Dalam wawancara terpisah usai pertemuan, Amaq Mariam mengungkapkan alasan warga menolak uang tali asih dari pihak perusahaan. Menurutnya, lahan tersebut merupakan ruang hidup yang menentukan keberlangsungan ekonomi dan pendidikan anak-anak mereka.
"Kami tidak pernah mengambil uang tali asih itu karena tanah ini bukan sekadar bernilai rupiah, ini adalah ruang hidup kami. Kalau tanah ini dirampas, kami mau makan apa dan anak-anak kami mau sekolah pakai apa? Kami sangat berharap Pak Bupati mau turun langsung ke lapangan, tengok rumah dan tanaman kami. Biar beliau tahu bahwa lahan itu bukan tanah kosong seperti yang dilaporkan," ujarnya.
3 Tuntutan Utama Warga dan Aktivis
Sengketa lahan yang telah berlangsung hampir 40 tahun ini turut mendapat sorotan keras dari elemen organisasi rakyat. Ketua Organisasi Rinjani Bersatu Pejuang Massa (RBPM), Mahsum, meminta Pemkab Lombok Timur untuk tidak mengambil posisi netral yang pasif di tengah ketimpangan relasi kuasa antara rakyat dan korporasi.
"Pemerintah Daerah Lombok Timur di bawah kepemimpinan Bupati harus memiliki sikap dan keberpihakan yang jelas serta nyata kepada rakyat secara objektif.

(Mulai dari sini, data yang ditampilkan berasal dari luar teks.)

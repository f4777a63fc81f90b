use std::path::Path;

use crate::config::TableConfig;
use crate::core::course::{CourseCode, CourseRecord};
use crate::core::table::load_table;
use crate::error::Result;
use crate::graph::builder::build_graph;
use crate::graph::ops::{trace_scope, ReachableSet, TraceScope};
use crate::graph::project::{project, DisplayGraph, EdgePolicy};
use crate::graph::CourseGraph;

/// A loaded course table and its graph. Built once and only read afterwards,
/// so it can be shared across threads by reference.
#[derive(Debug)]
pub struct Curriculum {
    records: Vec<CourseRecord>,
    graph: CourseGraph,
}

/// Result of selecting one course.
#[derive(Debug, Clone)]
pub struct Selection {
    pub start: CourseCode,
    pub scope: TraceScope,
    pub relevant: ReachableSet,
    pub display: DisplayGraph,
}

impl Curriculum {
    pub fn load(path: &Path, config: &TableConfig) -> Result<Self> {
        let records = load_table(path, config)?;
        Self::from_records(records)
    }

    pub fn from_records(records: Vec<CourseRecord>) -> Result<Self> {
        let graph = build_graph(&records)?;
        Ok(Self { records, graph })
    }

    pub fn records(&self) -> &[CourseRecord] {
        &self.records
    }

    pub fn graph(&self) -> &CourseGraph {
        &self.graph
    }

    /// Traces and projects from `code`. `scope` defaults to the policy's own
    /// scope.
    pub fn select(
        &self,
        code: &str,
        policy: EdgePolicy,
        scope: Option<TraceScope>,
    ) -> Result<Selection> {
        let scope = scope.unwrap_or_else(|| policy.default_scope());
        let relevant = trace_scope(&self.graph, code, scope)?;
        let display = project(&self.graph, code, &relevant, policy)?;
        tracing::info!(
            course = code,
            scope = scope.as_str(),
            policy = policy.as_str(),
            connected = relevant.len(),
            "selected course"
        );
        Ok(Selection {
            start: display.start.clone(),
            scope,
            relevant,
            display,
        })
    }
}

#[cfg(test)]
mod tests {
    use super::*;
    use crate::core::table::parse_table;
    use crate::error::CurriculumError;
    use crate::graph::project::NodeClass;

    const TABLE: &str = "\
Course Code,Course Title,Semester,Prerequisites,Corequisites
AERO101,Intro,1,,
AERO201,Aerodynamics,2,AERO101,
AERO301,Flight Mech,3,AERO201,
HIST101,History,1,,
";

    fn curriculum() -> Curriculum {
        let records = parse_table(TABLE, &TableConfig::default()).expect("parse table");
        Curriculum::from_records(records).expect("build curriculum")
    }

    #[test]
    fn select_uses_policy_default_scope() {
        let curriculum = curriculum();
        let selection = curriculum
            .select("AERO201", EdgePolicy::ConnectedClosure, None)
            .expect("select");
        assert_eq!(selection.scope, TraceScope::Both);
        assert_eq!(selection.relevant.len(), 2);
        assert_eq!(
            selection.display.class_of("AERO101"),
            Some(NodeClass::Connected)
        );
        assert_eq!(
            selection.display.class_of("HIST101"),
            Some(NodeClass::Unrelated)
        );
    }

    #[test]
    fn explicit_scope_overrides_policy_default() {
        let curriculum = curriculum();
        let selection = curriculum
            .select("AERO301", EdgePolicy::AllEdges, Some(TraceScope::Upstream))
            .expect("select");
        assert!(selection.relevant.contains("AERO101"));
        assert!(selection.relevant.contains("AERO201"));
        assert_eq!(selection.display.edges.len(), 2);
    }

    #[test]
    fn unknown_selection_leaves_curriculum_usable() {
        let curriculum = curriculum();
        let err = curriculum
            .select("AERO999", EdgePolicy::DownstreamChain, None)
            .unwrap_err();
        assert!(matches!(err, CurriculumError::UnknownNode(_)));

        let selection = curriculum
            .select("AERO101", EdgePolicy::DownstreamChain, None)
            .expect("select after error");
        assert!(selection.display.has_edge("AERO101", "AERO201"));
        assert!(selection.display.has_edge("AERO201", "AERO301"));
    }

    #[test]
    fn curriculum_is_shareable_across_threads() {
        fn assert_send_sync<T: Send + Sync>() {}
        assert_send_sync::<Curriculum>();
    }
}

Keberpihakan itu harus berangkat dari kondisi riil masyarakat bawah yang saat ini sedang mengalami penindasan akibat hadirnya ekspansi perusahaan," kata Mahsum.
Dari hasil konsolidasi masyarakat dan organisasi pergerakan, Mahsum menyampaikan tiga tuntutan utama kepada Pemkab Lombok Timur:
1. Meminta Bupati turun langsung meninjau pemukiman dan perkebunan warga sebelum mengambil kebijakan.
2. Meminta Pemda membuka dan memperlihatkan dokumen izin konsesi HGU perusahaan yang mengklaim tanah kehidupan warga.
3. Meminta pemerintah menjamin hak atas tanah warga melalui penerbitan sertifikat kepemilikan demi keadilan sosial.
Sikap Bupati Lombok Timur
Menanggapi tuntutan tersebut, Bupati Lombok Timur menginstruksikan warga untuk tetap mengelola lahan pertanian mereka seperti biasa. Bupati menegaskan bahwa penyelesaian konflik ini akan ditempuh melalui jalur hukum yang berlaku.
Bupati menutup pertemuan dengan menegaskan komitmennya untuk tidak membiarkan masyarakat berjuang sendirian di tengah sengketa lahan tersebut.
"Kita bersama-sama mencari jalan keluar yang baik dan benar. Saya tidak akan meninggalkan rakyat dalam posisi yang terhimpit masalah," pungkas Bupati.